【Netty源码学习】EventLoopGroup
在上一篇博客【Netty源码解析】入门示例中我们介绍了一个Netty入门的示例代码,接下来的博客我们会分析一下整个demo工程运行过程的运行机制。 无论在Netty应用的客户端还是服务端都首先会初始化EventLoopGroup,其封装了线程的创建,以及loop和线程的关联等内容。
EventLoopGroup group = new NioEventLoopGroup();
接下来我们一步一步看NioEventLoopGroup在初始化过程中都做了什么事情,其源码如下:
/**
* {@link MultithreadEventLoopGroup} implementations which is used for NIO {@link Selector} based {@link Channel}s.
*/
public class NioEventLoopGroup extends MultithreadEventLoopGroup {
/**
* Create a new instance using the default number of threads, the default {@link ThreadFactory} and
* the {@link SelectorProvider} which is returned by {@link SelectorProvider#provider()}.
*/
public NioEventLoopGroup() {
this(0);
}
/**
* Create a new instance using the specified number of threads, {@link ThreadFactory} and the
* {@link SelectorProvider} which is returned by {@link SelectorProvider#provider()}.
*/
public NioEventLoopGroup(int nThreads) {
this(nThreads, (Executor) null);
}
/**
* Create a new instance using the specified number of threads, the given {@link ThreadFactory} and the
* {@link SelectorProvider} which is returned by {@link SelectorProvider#provider()}.
*/
public NioEventLoopGroup(int nThreads, ThreadFactory threadFactory) {
this(nThreads, threadFactory, SelectorProvider.provider());
}
public NioEventLoopGroup(int nThreads, Executor executor) {
this(nThreads, executor, SelectorProvider.provider());
}
/**
* Create a new instance using the specified number of threads, the given {@link ThreadFactory} and the given
* {@link SelectorProvider}.
*/
public NioEventLoopGroup(
int nThreads, ThreadFactory threadFactory, final SelectorProvider selectorProvider) {
this(nThreads, threadFactory, selectorProvider, DefaultSelectStrategyFactory.INSTANCE);
}
public NioEventLoopGroup(int nThreads, ThreadFactory threadFactory,
final SelectorProvider selectorProvider, final SelectStrategyFactory selectStrategyFactory) {
super(nThreads, threadFactory, selectorProvider, selectStrategyFactory, RejectedExecutionHandlers.reject());
}
public NioEventLoopGroup(
int nThreads, Executor executor, final SelectorProvider selectorProvider) {
this(nThreads, executor, selectorProvider, DefaultSelectStrategyFactory.INSTANCE);
}
public NioEventLoopGroup(int nThreads, Executor executor, final SelectorProvider selectorProvider,
final SelectStrategyFactory selectStrategyFactory) {
super(nThreads, executor, selectorProvider, selectStrategyFactory, RejectedExecutionHandlers.reject());
}
public NioEventLoopGroup(int nThreads, Executor executor, EventExecutorChooserFactory chooserFactory,
final SelectorProvider selectorProvider,
final SelectStrategyFactory selectStrategyFactory) {
super(nThreads, executor, chooserFactory, selectorProvider, selectStrategyFactory,
RejectedExecutionHandlers.reject());
}
public NioEventLoopGroup(int nThreads, Executor executor, EventExecutorChooserFactory chooserFactory,
final SelectorProvider selectorProvider,
final SelectStrategyFactory selectStrategyFactory,
final RejectedExecutionHandler rejectedExecutionHandler) {
super(nThreads, executor, chooserFactory, selectorProvider, selectStrategyFactory, rejectedExecutionHandler);
}
/**
* Sets the percentage of the desired amount of time spent for I/O in the child event loops.

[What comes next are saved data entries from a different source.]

use camino::Utf8Path;
use tracing_appender::non_blocking::WorkerGuard;
use tracing_subscriber::layer::SubscriberExt;
use tracing_subscriber::util::SubscriberInitExt;
use tracing_subscriber::{fmt, EnvFilter};

pub const LOG_FILE_PREFIX: &str = "mod_switch.log";

fn default_level(verbosity: u8) -> &'static str {
    match verbosity {
        0 => "error",
        1 => "info",
        2 => "debug",
        _ => "trace",
    }
}

/// Installs the global subscriber: stderr always, plus a daily rolling file under `log_dir`.
/// `RUST_LOG` overrides the verbosity. Keep the returned guard alive until exit so the
/// file writer flushes. Installing twice is a no-op.
pub fn init(verbosity: u8, log_dir: Option<&Utf8Path>) -> Option<WorkerGuard> {
    let filter = EnvFilter::try_from_default_env()
        .unwrap_or_else(|_| EnvFilter::new(default_level(verbosity)));

    let stderr_layer = fmt::layer()
        .with_writer(std::io::stderr)
        .with_target(false);

    let (file_layer, guard) = match log_dir {
        Some(dir) => {
            let appender = tracing_appender::rolling::daily(dir, LOG_FILE_PREFIX);
            let (writer, guard) = tracing_appender::non_blocking(appender);
            let layer = fmt::layer().with_ansi(false).with_writer(writer);
            (Some(layer), Some(guard))
        }
        None => (None, None),
    };

    let _ = tracing_subscriber::registry()
        .with(filter)
        .with(stderr_layer)
        .with(file_layer)
        .try_init();

    guard
}
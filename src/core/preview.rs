use crate::core::archive::Archive;
use crate::core::mapper::map_entry;
use crate::models::error::SError;
use crate::models::mod_dto::Mod;
use camino::{Utf8Path, Utf8PathBuf};
use serde::{Deserialize, Serialize};
use std::fmt;

/// Where one archive entry would land, without touching the game directory.
#[derive(Serialize, Deserialize, Clone, Debug, PartialEq)]
pub struct PlannedEntry {
    pub entry: String,
    pub destination: Option<Utf8PathBuf>,
}

impl fmt::Display for PlannedEntry {
    fn fmt(&self, f: &mut fmt::Formatter<'_>) -> fmt::Result {
        match &self.destination {
            Some(dst) => write!(f, "{} -> {}", self.entry, dst),
            None => write!(f, "{} (skipped)", self.entry),
        }
    }
}

/// Dry run of [`crate::core::installer::install`]: the same mapping, no writes.
pub fn plan(game_root: &Utf8Path, mod_entry: &Mod) -> Result<Vec<PlannedEntry>, SError> {
    let mut planned = Vec::new();

    Archive::open(&mod_entry.archive_path)?.for_each_entry(|entry| {
        if let Ok(entry) = entry.as_ref() {
            if entry.is_dir {
                return;
            }
            planned.push(PlannedEntry {
                destination: map_entry(mod_entry.mod_type, &entry.name).map(|rel| game_root.join(rel)),
                entry: entry.name.clone(),
            });
        }
    })?;

    Ok(planned)
}
use crate::config::AppSettings;
use crate::core::registry::{ModRegistry, RegistryDiff};
use crate::core::{classifier, preview, reconcile};
use crate::models::error::SError;
use crate::models::mod_dto::ModConfig;
use crate::utils::logging;
use camino::Utf8PathBuf;
use clap::{ArgAction, Args, Parser, Subcommand};
use std::ffi::OsString;
use std::process::ExitCode;
use tracing::{debug, info};

#[derive(Debug, Parser)]
#[command(name = "mod_switch", author, version, about)]
pub struct Cli {
    /// More log output on stderr (-v info, -vv debug, -vvv trace).
    #[arg(short, long, action = ArgAction::Count, global = true)]
    verbose: u8,
    /// Also write logs to a daily rolling file in this directory.
    #[arg(long, value_name = "DIR", global = true)]
    log_dir: Option<Utf8PathBuf>,
    #[command(subcommand)]
    command: Command,
}

#[derive(Debug, Args)]
struct ConfigArg {
    /// Mod config file (.json or .toml). Defaults to the remembered one.
    #[arg(short, long, value_name = "PATH")]
    config: Option<Utf8PathBuf>,
}

#[derive(Debug, Subcommand)]
enum Command {
    /// Install every enabled mod and uninstall every disabled one.
    Reconcile {
        #[command(flatten)]
        config: ConfigArg,
    },
    /// Create an empty mod config for a game directory and remember it.
    Init {
        game_path: Utf8PathBuf,
        #[command(flatten)]
        config: ConfigArg,
    },
    /// Print the mod type detected for an archive.
    Classify { archive: Utf8PathBuf },
    /// List configured mods in reconcile order.
    List {
        #[command(flatten)]
        config: ConfigArg,
    },
    /// Classify an archive and append it to the mod list.
    Add {
        archive: Utf8PathBuf,
        #[arg(long)]
        name: Option<String>,
        #[arg(long)]
        enable: bool,
        #[command(flatten)]
        config: ConfigArg,
    },
    /// Drop a mod from the list (files stay until a reconcile with it disabled).
    Remove {
        /// Index or name.
        selector: String,
        #[command(flatten)]
        config: ConfigArg,
    },
    /// Mark a mod enabled.
    Enable {
        selector: String,
        #[command(flatten)]
        config: ConfigArg,
    },
    /// Mark a mod disabled.
    Disable {
        selector: String,
        #[command(flatten)]
        config: ConfigArg,
    },
    /// Show where each entry of a mod's archive would be installed.
    Preview {
        selector: String,
        #[command(flatten)]
        config: ConfigArg,
    },
    /// Retry classification of mods whose archive could not be read when added.
    Reclassify {
        #[command(flatten)]
        config: ConfigArg,
    },
}

/// Process exit status of a CLI invocation.
#[derive(Debug, Clone, Copy, PartialEq, Eq)]
pub enum Status {
    Success,
    Failure,
    ConfigError,
    Usage(u8),
}

impl Status {
    pub fn code(self) -> u8 {
        match self {
            Status::Success => 0,
            Status::Failure => 1,
            Status::ConfigError => 2,
            Status::Usage(code) => code,
        }
    }
}

impl From<Status> for ExitCode {
    fn from(status: Status) -> Self {
        ExitCode::from(status.code())
    }
}

impl From<&SError> for Status {
    fn from(e: &SError) -> Self {
        if e.is_config() {
            Status::ConfigError
        } else {
            Status::Failure
        }
    }
}

/// Parses `args` (program name first) and runs the command.
pub fn run_from<I, T>(args: I) -> Status
where
    I: IntoIterator<Item = T>,
    T: Into<OsString> + Clone,
{
    let cli = match Cli::try_parse_from(args) {
        Ok(cli) => cli,
        Err(e) => {
            let _ = e.print();
            return Status::Usage(e.exit_code().clamp(0, 255) as u8);
        }
    };

    let _guard = logging::init(cli.verbose, cli.log_dir.as_deref());
    debug!("{:?}", cli.command);

    match execute(cli.command) {
        Ok(status) => status,
        Err(e) => {
            eprintln!("error: {e}");
            Status::from(&e)
        }
    }
}

fn execute(command: Command) -> Result<Status, SError> {
    match command {
        Command::Reconcile { config } => {
            let path = resolve_config_path(config)?;
            let mod_config = ModConfig::load(&path)?;
            let report = reconcile::reconcile(&mod_config);

            println!("{report}");
            for outcome in report.failed() {
                for line in outcome.error_lines() {
                    eprintln!("{line}");
                }
            }

            Ok(if report.is_success() { Status::Success } else { Status::Failure })
        }
        Command::Init { game_path, config } => {
            let path = match config.config {
                Some(path) => path,
                None => AppSettings::load()?.config_path,
            };
            ModConfig::new(game_path).save(&path)?;

            let mut settings = AppSettings::load()?;
            settings.config_path = path.clone();
            settings.save()?;

            println!("created {path}");
            Ok(Status::Success)
        }
        Command::Classify { archive } => {
            let mod_type = classifier::classify(&archive);
            println!("{mod_type}");
            Ok(Status::Success)
        }
        Command::List { config } => {
            let path = resolve_config_path(config)?;
            let mod_config = ModConfig::load(&path)?;

            println!("game: {}", mod_config.game_path);
            for (i, m) in mod_config.mods.iter().enumerate() {
                let mark = if m.enabled { "x" } else { " " };
                println!("{i:>3} [{mark}] {} ({}) {}", m.name, m.mod_type, m.archive_path);
            }
            Ok(Status::Success)
        }
        Command::Add {
            archive,
            name,
            enable,
            config,
        } => edit_registry(config, |registry| {
            let added = registry.add_archive(&archive, name, enable);
            println!("added {} as {}", added.name, added.mod_type);
            Ok(())
        }),
        Command::Remove { selector, config } => edit_registry(config, |registry| {
            let removed = registry.remove(&selector)?;
            println!("removed {}", removed.name);
            Ok(())
        }),
        Command::Enable { selector, config } => {
            edit_registry(config, |registry| registry.set_enabled(&selector, true).map(|_| ()))
        }
        Command::Disable { selector, config } => {
            edit_registry(config, |registry| registry.set_enabled(&selector, false).map(|_| ()))
        }
        Command::Preview { selector, config } => {
            let path = resolve_config_path(config)?;
            let mod_config = ModConfig::load(&path)?;
            let registry = ModRegistry::from_mods(mod_config.mods);
            let target = &registry.mods()[registry.find(&selector)?];

            println!("{} ({})", target.name, target.mod_type);
            for planned in preview::plan(&mod_config.game_path, target)? {
                println!("  {planned}");
            }
            Ok(Status::Success)
        }
        Command::Reclassify { config } => edit_registry(config, |registry| {
            let changed = registry.retry_unrecognized();
            println!("{changed} mod(s) reclassified");
            Ok(())
        }),
    }
}

/// Loads the config, applies `edit` to its registry and saves only if something changed.
fn edit_registry<F>(config: ConfigArg, edit: F) -> Result<Status, SError>
where
    F: FnOnce(&mut ModRegistry) -> Result<(), SError>,
{
    let path = resolve_config_path(config)?;
    let mut mod_config = ModConfig::load(&path)?;

    let mut registry = ModRegistry::from_mods(std::mem::take(&mut mod_config.mods));
    let original = registry.snapshot();
    edit(&mut registry)?;

    if RegistryDiff::between(&original, registry.mods()).is_empty() {
        println!("no changes");
        return Ok(Status::Success);
    }

    mod_config.mods = registry.into_mods();
    mod_config.save(&path)?;
    info!("saved {path}");
    Ok(Status::Success)
}

fn resolve_config_path(arg: ConfigArg) -> Result<Utf8PathBuf, SError> {
    match arg.config {
        Some(path) => Ok(path),
        None => Ok(AppSettings::load()?.config_path),
    }
}
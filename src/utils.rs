pub mod file;
pub mod json;
pub mod logging;
pub mod toml;
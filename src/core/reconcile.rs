use crate::core::{installer, uninstaller};
use crate::models::error::SError;
use crate::models::mod_dto::{Mod, ModConfig};
use crate::models::report::{ModAction, ModOutcome, ReconcileReport};
use camino::{Utf8Path, Utf8PathBuf};
use tracing::{error, info, instrument, warn};

/// Applies the desired state of every configured mod, in registry order.
///
/// Enabled mods are installed, disabled ones uninstalled. A mod that fails is
/// recorded and the pass moves on; the pass itself never fails.
#[instrument(skip_all, fields(game = %config.game_path, mods = config.mods.len()))]
pub fn reconcile(config: &ModConfig) -> ReconcileReport {
    if config.game_path.as_str().trim().is_empty() {
        error!("gamePath is not set; nothing applied");
        let outcomes = config
            .mods
            .iter()
            .map(|m| ModOutcome {
                name: m.name.clone(),
                action: action_for(m),
                result: Err(SError::Config("gamePath is not set".into())),
            })
            .collect();
        return ReconcileReport { outcomes };
    }

    let game_root = resolve_game_root(&config.game_path);
    info!("reconciling into {game_root}");

    let outcomes = config
        .mods
        .iter()
        .map(|m| apply_mod(&game_root, m))
        .collect();

    ReconcileReport { outcomes }
}

/// Installs or uninstalls a single mod according to its `enabled` flag.
pub fn apply_mod(game_root: &Utf8Path, mod_entry: &Mod) -> ModOutcome {
    let action = action_for(mod_entry);
    let result = match action {
        ModAction::Install => installer::install(game_root, mod_entry),
        ModAction::Uninstall => uninstaller::uninstall(game_root, mod_entry),
    };

    match &result {
        Err(e) => error!("{} {action} failed: {e}", mod_entry.name),
        Ok(report) if !report.is_success() => warn!(
            "{} {action} finished with {} failed entries",
            mod_entry.name,
            report.failures.len()
        ),
        Ok(_) => info!("{} {action} ok", mod_entry.name),
    }

    ModOutcome {
        name: mod_entry.name.clone(),
        action,
        result,
    }
}

fn action_for(mod_entry: &Mod) -> ModAction {
    if mod_entry.enabled {
        ModAction::Install
    } else {
        ModAction::Uninstall
    }
}

/// Resolves the game root once per pass so every destination shares one prefix.
/// A root that does not exist yet is used as given.
fn resolve_game_root(game_path: &Utf8Path) -> Utf8PathBuf {
    dunce::canonicalize(game_path)
        .ok()
        .and_then(|p| Utf8PathBuf::from_path_buf(p).ok())
        .unwrap_or_else(|| game_path.to_owned())
}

The default value is
* {@code 50}, which means the event loop will try to spend the same amount of time for I/O as for non-I/O tasks.
*/
public void setIoRatio(int ioRatio) {
for (EventExecutor e: this) {
((NioEventLoop) e).setIoRatio(ioRatio);
}
}
/**
* Replaces the current {@link Selector}s of the child event loops with newly created {@link Selector}s to work
* around the infamous epoll 100% CPU bug.
*/
public void rebuildSelectors() {
for (EventExecutor e: this) {
((NioEventLoop) e).rebuildSelector();
}
}
@Override
protected EventLoop newChild(Executor executor, Object... args) throws Exception {
return new NioEventLoop(this, executor, (SelectorProvider) args[0],
((SelectStrategyFactory) args[1]).newSelectStrategy(), (RejectedExecutionHandler) args[2]);
}
}
由上面的源码我们了解到NioEventLoopGroup构造函数初始化的结果是调用父类MultithreadEventLoopGroup的构造函数,接下来我们看一下MultithreadEventLoopGroup的构造函数做了什么事情。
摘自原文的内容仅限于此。